Although platinum-based chemotherapy remains the "standard" in advanced non small-cell lung cancer, not all patients derive clinical benefit from such a treatment. Hence, the development of predictive biomarkers able to identify lung cancer patients who are most likely to benefit from cisplatin-based chemotherapy has become a scientific priority. Among the molecular pathways involved in DNA damage control after chemotherapy, the nucleotide excision repair (NER) is a critical process for the repair of DNA damage caused by cisplatin-induced DNA adducts. Many reports have explored the role of the excision repair cross-complementation group 1 enzyme (ERCC1) expression in the repair mechanism of cisplatin-induced DNA adducts in cancer cells.Using immunohistochemistry in resected tumors from patients included in the International Adjuvant Lung Cancer Trial, the study of important biomarkers showed that high ERCC1 protein expression was associated with improved survival in chemo-naïve patients. On the contrary, the benefit of adjuvant cisplatin-based chemotherapy was more profound in patients with low ERCC1 expression. In a prospective cohort studying mRNA expression in tumor biopsies from patients receiving customized therapy with cisplatin and gemcitabine depending on the molecular profile of the tumour, results showed that patients with low ERCC1 mRNA expression had a longer median survival compared to those with high expression.
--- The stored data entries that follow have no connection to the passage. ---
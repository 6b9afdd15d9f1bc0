//! Public catalog views and price resolution.
//!
//! [`CatalogLaptop`] and [`CatalogPart`] are the shapes the admin service
//! publishes on its REST API and the guest storefront consumes. A
//! [`CatalogSnapshot`] holds the records resolved for one request and prices
//! laptop + accessory selections against them.

use std::collections::HashMap;
use std::fmt;

use chrono::NaiveDate;
use serde::{Deserialize, Serialize};

use crate::status::LaptopStatus;
use crate::types::{DbId, Money};

/// A laptop as seen by customers. Purchase price is never included.
#[derive(Debug, Clone, PartialEq, Serialize, Deserialize)]
pub struct CatalogLaptop {
    pub id: DbId,
    pub serial_number: String,
    pub brand: String,
    pub model: String,
    #[serde(default)]
    pub cpu: Option<String>,
    #[serde(default)]
    pub ram: Option<String>,
    #[serde(default)]
    pub storage: Option<String>,
    #[serde(default)]
    pub screen_size: Option<String>,
    #[serde(default)]
    pub graphics: Option<String>,
    #[serde(default)]
    pub os: Option<String>,
    #[serde(default)]
    pub condition: Option<String>,
    #[serde(default)]
    pub description: Option<String>,
    pub selling_price: Money,
    pub status: LaptopStatus,
    #[serde(default)]
    pub date_purchased: Option<NaiveDate>,
    #[serde(default)]
    pub image: Option<String>,
    #[serde(default)]
    pub image_filename: Option<String>,
}

/// A spare part offered as a laptop accessory.
#[derive(Debug, Clone, PartialEq, Serialize, Deserialize)]
pub struct CatalogPart {
    pub id: DbId,
    pub name: String,
    #[serde(rename = "type")]
    pub part_type: String,
    pub price: Money,
    pub quantity: i32,
    #[serde(default)]
    pub description: Option<String>,
}

/// Why a selection could not be priced or purchased.
#[derive(Debug, Clone, PartialEq, Eq, Serialize, Deserialize)]
#[serde(tag = "reason", rename_all = "snake_case")]
pub enum UnavailableReason {
    LaptopNotFound,
    LaptopNotAvailable { status: LaptopStatus },
    SparePartNotFound { part_id: DbId },
}

/// A selection rejected during projection or checkout.
#[derive(Debug, Clone, PartialEq, Eq, Serialize, Deserialize)]
pub struct UnavailableItem {
    pub laptop_id: DbId,
    #[serde(flatten)]
    pub reason: UnavailableReason,
}

impl fmt::Display for UnavailableItem {
    fn fmt(&self, f: &mut fmt::Formatter<'_>) -> fmt::Result {
        match &self.reason {
            UnavailableReason::LaptopNotFound => {
                write!(f, "laptop {} no longer exists", self.laptop_id)
            }
            UnavailableReason::LaptopNotAvailable { status } => {
                write!(f, "laptop {} is {status}", self.laptop_id)
            }
            UnavailableReason::SparePartNotFound { part_id } => write!(
                f,
                "spare part {part_id} selected for laptop {} no longer exists",
                self.laptop_id
            ),
        }
    }
}

/// A selection priced against the current catalog.
#[derive(Debug, Clone, PartialEq, Serialize)]
pub struct PricedLine {
    pub laptop: CatalogLaptop,
    pub spare_parts: Vec<CatalogPart>,
    pub base_price: Money,
    pub total_price: Money,
}

/// Catalog records resolved for a single cart read or checkout.
#[derive(Debug, Clone, Default)]
pub struct CatalogSnapshot {
    laptops: HashMap<DbId, CatalogLaptop>,
    parts: HashMap<DbId, CatalogPart>,
}

impl CatalogSnapshot {
    pub fn new(
        laptops: impl IntoIterator<Item = CatalogLaptop>,
        parts: impl IntoIterator<Item = CatalogPart>,
    ) -> Self {
        Self {
            laptops: laptops.into_iter().map(|l| (l.id, l)).collect(),
            parts: parts.into_iter().map(|p| (p.id, p)).collect(),
        }
    }

    pub fn laptop(&self, id: DbId) -> Option<&CatalogLaptop> {
        self.laptops.get(&id)
    }

    pub fn part(&self, id: DbId) -> Option<&CatalogPart> {
        self.parts.get(&id)
    }

    /// Price one laptop + accessory selection.
    ///
    /// Fails when the laptop is missing or not `available`, or when any
    /// selected part is missing. `total_price` is the laptop's selling price
    /// plus every selected part's price.
    pub fn price(
        &self,
        laptop_id: DbId,
        spare_part_ids: &[DbId],
    ) -> Result<PricedLine, UnavailableItem> {
        let reject = |reason| UnavailableItem { laptop_id, reason };

        let laptop = self
            .laptop(laptop_id)
            .ok_or_else(|| reject(UnavailableReason::LaptopNotFound))?;
        if laptop.status != LaptopStatus::Available {
            return Err(reject(UnavailableReason::LaptopNotAvailable {
                status: laptop.status,
            }));
        }

        let spare_parts = spare_part_ids
            .iter()
            .map(|&part_id| {
                self.part(part_id)
                    .cloned()
                    .ok_or_else(|| reject(UnavailableReason::SparePartNotFound { part_id }))
            })
            .collect::<Result<Vec<_>, _>>()?;

        let base_price = laptop.selling_price;
        let total_price = base_price + spare_parts.iter().map(|p| p.price).sum::<Money>();

        Ok(PricedLine {
            laptop: laptop.clone(),
            spare_parts,
            base_price,
            total_price,
        })
    }
}

/// Normalize an entered screen size for display: a bare number such as
/// `15.6` gains a trailing inch mark. Blank input becomes `None`.
pub fn normalize_screen_size(raw: Option<&str>) -> Option<String> {
    let trimmed = raw.map(str::trim).filter(|s| !s.is_empty())?;
    if trimmed.ends_with('"') {
        Some(trimmed.to_string())
    } else {
        Some(format!("{trimmed}\""))
    }
}

#[cfg(test)]
pub(crate) mod fixtures {
    use super::*;
    use rust_decimal::Decimal;

    pub fn laptop(id: DbId, price: i64) -> CatalogLaptop {
        CatalogLaptop {
            id,
            serial_number: format!("DE25010{id}01"),
            brand: "Dell".into(),
            model: format!("Latitude {id}"),
            cpu: None,
            ram: None,
            storage: None,
            screen_size: None,
            graphics: None,
            os: None,
            condition: None,
            description: None,
            selling_price: Decimal::new(price, 0),
            status: LaptopStatus::Available,
            date_purchased: None,
            image: None,
            image_filename: None,
        }
    }

    pub fn sold_laptop(id: DbId, price: i64) -> CatalogLaptop {
        CatalogLaptop {
            status: LaptopStatus::Sold,
            ..laptop(id, price)
        }
    }

    pub fn part(id: DbId, price: i64) -> CatalogPart {
        CatalogPart {
            id,
            name: format!("Part {id}"),
            part_type: "RAM".into(),
            price: Decimal::new(price, 0),
            quantity: 10,
            description: None,
        }
    }
}
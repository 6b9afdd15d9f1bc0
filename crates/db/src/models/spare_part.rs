//! Spare part entity model and DTOs.

use inventory_core::catalog::CatalogPart;
use inventory_core::types::{DbId, Money, Timestamp};
use serde::{Deserialize, Serialize};
use sqlx::FromRow;

/// Full spare part row from the `spare_parts` table.
#[derive(Debug, Clone, FromRow, Serialize)]
pub struct SparePart {
    pub id: DbId,
    pub name: String,
    #[sqlx(rename = "type")]
    #[serde(rename = "type")]
    pub part_type: String,
    pub price: Money,
    pub quantity: i32,
    pub description: Option<String>,
    pub created_at: Timestamp,
    pub updated_at: Timestamp,
}

impl SparePart {
    pub fn to_catalog(&self) -> CatalogPart {
        CatalogPart {
            id: self.id,
            name: self.name.clone(),
            part_type: self.part_type.clone(),
            price: self.price,
            quantity: self.quantity,
            description: self.description.clone(),
        }
    }
}

/// DTO for creating a new spare part.
#[derive(Debug, Clone, Default, Deserialize)]
pub struct CreateSparePart {
    pub name: String,
    #[serde(rename = "type")]
    pub part_type: String,
    pub price: Money,
    pub quantity: Option<i32>,
    pub description: Option<String>,
}

/// DTO for updating an existing spare part. All fields are optional.
#[derive(Debug, Clone, Default, Deserialize)]
pub struct UpdateSparePart {
    pub name: Option<String>,
    #[serde(rename = "type")]
    pub part_type: Option<String>,
    pub price: Option<Money>,
    pub quantity: Option<i32>,
    pub description: Option<String>,
}
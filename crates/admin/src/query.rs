//! Shared query parameter types for API handlers.

use std::str::FromStr;

use inventory_core::error::CoreError;
use inventory_core::types::Money;
use serde::Deserialize;

/// `?status=` filter. Parsed by the handler so a bad value reports as a
/// validation error.
#[derive(Debug, Default, Deserialize)]
pub struct StatusParams {
    pub status: Option<String>,
}

/// Laptop listing filters (`?status=&brand=&price_min=&price_max=`).
#[derive(Debug, Default, Deserialize)]
pub struct LaptopParams {
    pub status: Option<String>,
    pub brand: Option<String>,
    pub price_min: Option<Money>,
    pub price_max: Option<Money>,
}

/// `?type=` filter for spare parts.
#[derive(Debug, Default, Deserialize)]
pub struct SparePartParams {
    #[serde(rename = "type")]
    pub part_type: Option<String>,
}

/// `?active_only=` filter for warranties.
#[derive(Debug, Default, Deserialize)]
pub struct ActiveOnlyParams {
    #[serde(default)]
    pub active_only: bool,
}

/// Parse an optional filter value, treating a blank string as absent.
pub fn parse_filter<T>(raw: Option<&str>) -> Result<Option<T>, CoreError>
where
    T: FromStr<Err = CoreError>,
{
    match raw.map(str::trim) {
        None | Some("") => Ok(None),
        Some(value) => value.parse().map(Some),
    }
}
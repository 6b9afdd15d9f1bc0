use sqlx::PgPool;

/// All `id` columns must be bigint.
#[sqlx::test(migrations = "./migrations")]
async fn test_all_pks_are_bigint(pool: PgPool) {
    let rows: Vec<(String, String)> = sqlx::query_as(
        "SELECT table_name, data_type
         FROM information_schema.columns
         WHERE column_name = 'id'
           AND table_schema = 'public'
           AND table_name != '_sqlx_migrations'
         ORDER BY table_name",
    )
    .fetch_all(&pool)
    .await
    .unwrap();

    assert!(!rows.is_empty());
    for (table, data_type) in &rows {
        assert_eq!(data_type, "bigint", "Table {table}.id should be bigint");
    }
}

/// Every table (except _sqlx_migrations) must have created_at and updated_at as timestamptz.
#[sqlx::test(migrations = "./migrations")]
async fn test_all_tables_have_timestamps(pool: PgPool) {
    let tables: Vec<(String,)> = sqlx::query_as(
        "SELECT table_name
         FROM information_schema.tables
         WHERE table_schema = 'public'
           AND table_type = 'BASE TABLE'
           AND table_name != '_sqlx_migrations'
         ORDER BY table_name",
    )
    .fetch_all(&pool)
    .await
    .unwrap();

    for (table,) in &tables {
        for col in ["created_at", "updated_at"] {
            let result: Option<(String,)> = sqlx::query_as(
                "SELECT data_type
                 FROM information_schema.columns
                 WHERE table_schema = 'public'
                   AND table_name = $1
                   AND column_name = $2",
            )
            .bind(table)
            .bind(col)
            .fetch_optional(&pool)
            .await
            .unwrap();

            let (data_type,) =
                result.unwrap_or_else(|| panic!("Table {table} is missing column {col}"));
            assert_eq!(
                data_type, "timestamp with time zone",
                "Table {table}.{col} should be timestamptz, got {data_type}"
            );
        }
    }
}

/// No character varying columns should exist; TEXT is preferred.
#[sqlx::test(migrations = "./migrations")]
async fn test_no_varchar_columns(pool: PgPool) {
    let rows: Vec<(String, String)> = sqlx::query_as(
        "SELECT table_name, column_name
         FROM information_schema.columns
         WHERE table_schema = 'public'
           AND data_type = 'character varying'
           AND table_name != '_sqlx_migrations'
         ORDER BY table_name, column_name",
    )
    .fetch_all(&pool)
    .await
    .unwrap();

    assert!(rows.is_empty(), "Found VARCHAR columns: {rows:?}");
}

/// Unique constraints follow the `uq_` naming used for 409 classification.
#[sqlx::test(migrations = "./migrations")]
async fn test_unique_constraints_are_prefixed(pool: PgPool) {
    let rows: Vec<(String,)> = sqlx::query_as(
        "SELECT constraint_name
         FROM information_schema.table_constraints
         WHERE table_schema = 'public'
           AND constraint_type = 'UNIQUE'",
    )
    .fetch_all(&pool)
    .await
    .unwrap();

    let names: Vec<_> = rows.into_iter().map(|(n,)| n).collect();
    for expected in [
        "uq_laptops_serial_number",
        "uq_orders_order_id",
        "uq_users_username",
        "uq_customers_email",
        "uq_admin_sessions_token_hash",
    ] {
        assert!(names.iter().any(|n| n == expected), "missing {expected}");
    }
    for name in &names {
        assert!(name.starts_with("uq_"), "unique constraint {name} lacks uq_ prefix");
    }
}
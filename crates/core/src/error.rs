use crate::catalog::UnavailableItem;

#[derive(Debug, thiserror::Error)]
pub enum CoreError {
    #[error("Entity not found: {entity} with id {id}")]
    NotFound { entity: &'static str, id: String },

    #[error("Validation failed: {0}")]
    Validation(String),

    #[error("Conflict: {0}")]
    Conflict(String),

    #[error("Unauthorized: {0}")]
    Unauthorized(String),

    #[error("Forbidden: {0}")]
    Forbidden(String),

    #[error("Cart is empty")]
    EmptyCart,

    #[error("{} item(s) are no longer available", .0.len())]
    Unavailable(Vec<UnavailableItem>),

    #[error("Internal error: {0}")]
    Internal(String),
}

impl CoreError {
    /// Shorthand for a [`CoreError::NotFound`] with any displayable id.
    pub fn not_found(entity: &'static str, id: impl ToString) -> Self {
        Self::NotFound {
            entity,
            id: id.to_string(),
        }
    }
}
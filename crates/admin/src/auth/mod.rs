//! Opaque admin session tokens and the session cookie.

pub mod session;
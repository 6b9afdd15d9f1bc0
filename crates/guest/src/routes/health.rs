use axum::extract::State;
use axum::response::IntoResponse;
use axum::{routing::get, Router};
use serde::Serialize;

use crate::response::ok;
use crate::state::AppState;

/// Health check response payload.
#[derive(Serialize)]
pub struct HealthResponse {
    /// `ok` when the customer database answers, `degraded` otherwise.
    pub status: &'static str,
    pub service: &'static str,
    /// Crate version from Cargo.toml.
    pub version: &'static str,
    pub db_healthy: bool,
}

/// GET /health -- returns service and database health.
async fn health_check(State(state): State<AppState>) -> impl IntoResponse {
    let db_healthy = inventory_db::health_check(&state.pool).await.is_ok();

    ok(HealthResponse {
        status: if db_healthy { "ok" } else { "degraded" },
        service: "inventory-guest",
        version: env!("CARGO_PKG_VERSION"),
        db_healthy,
    })
}

/// Mount the health check route.
pub fn router() -> Router<AppState> {
    Router::new().route("/health", get(health_check))
}
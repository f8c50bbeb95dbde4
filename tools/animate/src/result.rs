//! 运行结果.

use std::io::{self, Write};

use flex_berry::flow::PinvSource;
use flex_berry::pipeline::AnimationReport;
use flex_berry::prelude::*;
use ndarray::Array2;

const S4: &str = "    ";

/// 动画生成结果摘要.
pub struct AnimationSummary<'a> {
    report: &'a AnimationReport,
}

impl<'a> From<&'a AnimationReport> for AnimationSummary<'a> {
    fn from(report: &'a AnimationReport) -> Self {
        Self { report }
    }
}

impl AnimationSummary<'_> {
    /// 将摘要写进 `w` 中.
    fn describe_into<W: Write>(&self, w: &mut W) -> io::Result<()> {
        let r = self.report;
        let source = match r.pinv_source {
            PinvSource::Cached => "cached pseudo-inverse",
            PinvSource::CachedBank => "cached flow bank",
            PinvSource::Built => "optical flow files",
        };

        writeln!(w, "Animation `{}`:", r.name)?;
        writeln!(w, "{S4}Mode: {}", r.mode)?;
        writeln!(w, "{S4}Flow pseudo-inverse from: {source}")?;
        writeln!(w, "{S4}Frames: {}", r.frames.len())?;
        if let (Some(first), Some(last)) = (r.frames.first(), r.frames.last()) {
            writeln!(w, "{S4}First frame: {}", first.display())?;
            writeln!(w, "{S4}Last frame: {}", last.display())?;
        }
        writeln!(w, "{S4}Trajectory: {}", r.trajectory.display())?;
        write!(w, "{S4}Viewer script: {}", r.script.display())?;
        Ok(())
    }

    /// 打印摘要.
    pub fn print(&self) -> io::Result<()> {
        let mut out = io::stdout().lock();
        utils::sep_to(&mut out)?;
        self.describe_into(&mut out)?;
        writeln!(out)?;
        utils::sep_to(&mut out)
    }
}

/// 坐标轴数据摘要.
pub enum AxisSummary {
    /// 单个坐标轴的直方图.
    Histogram {
        /// 坐标轴, 从 0 开始.
        axis: usize,
        /// 直方图.
        histogram: Histogram,
    },

    /// 2 至 3 个坐标轴的散点数据.
    Scatter {
        /// 坐标轴, 从 0 开始.
        axes: Vec<usize>,
        /// `[N, axes.len()]`.
        data: Array2<f64>,
    },
}

impl AxisSummary {
    fn describe_into<W: Write>(&self, w: &mut W) -> io::Result<()> {
        match self {
            Self::Histogram { axis, histogram } => {
                const WIDTH: usize = 40;
                let peak = histogram.counts.iter().copied().max().unwrap_or(0).max(1);
                writeln!(w, "Histogram of reduced dimension {}:", axis + 1)?;
                for (i, &c) in histogram.counts.iter().enumerate() {
                    let bar = "#".repeat(c * WIDTH / peak);
                    writeln!(
                        w,
                        "{S4}[{:>12.6}, {:>12.6}) {:>6} {bar}",
                        histogram.edges[i],
                        histogram.edges[i + 1],
                        c
                    )?;
                }
                write!(w, "{S4}Total: {}", histogram.total())
            }
            Self::Scatter { axes, data } => {
                let names: Vec<String> = axes.iter().map(|a| format!("axis {}", a + 1)).collect();
                writeln!(w, "# id {}", names.join(" "))?;
                for (i, row) in data.rows().into_iter().enumerate() {
                    write!(w, "{}", i + 1)?;
                    for v in row {
                        write!(w, " {v:.6}")?;
                    }
                    writeln!(w)?;
                }
                Ok(())
            }
        }
    }

    /// 打印.
    pub fn print(&self) -> io::Result<()> {
        let mut out = io::stdout().lock();
        self.describe_into(&mut out)?;
        writeln!(out)
    }
}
These data suggest the potent use of ERCC1 as a molecular predictor of clinical resistance to platinum-based chemotherapy in the adjuvant setting of NSCLC. Nevertheless, optimization of methodology, including standardization of technical procedures, as well as validation of ERCC1 protein expression in large prospective cohorts, seem necessary before any routine immunohistochemical validation of ERCC1 can be implemented in daily practice.

Figure 1

The main endogenous and exogenous mechanisms that can induce DNA damage (upper line), along with the main cellular mechanisms of DNA damage repair (lower line) Reproduced with permission.

Figure 2

The main molecules that participate in the necleotide excision repair (NER) process. ERCC1: Excision repair cross-complementation group 1, XPA: Xeroderma pigmentosum A DNA helicase, XPF and XPG: Xeroderma pigmentosum F and G DNA endonucleases. TFIIH, RPA and XPC-HR23B: Molecular complexes for the recognition of the lesion and the incision of the damaged nucleotide. Reproduced with permission.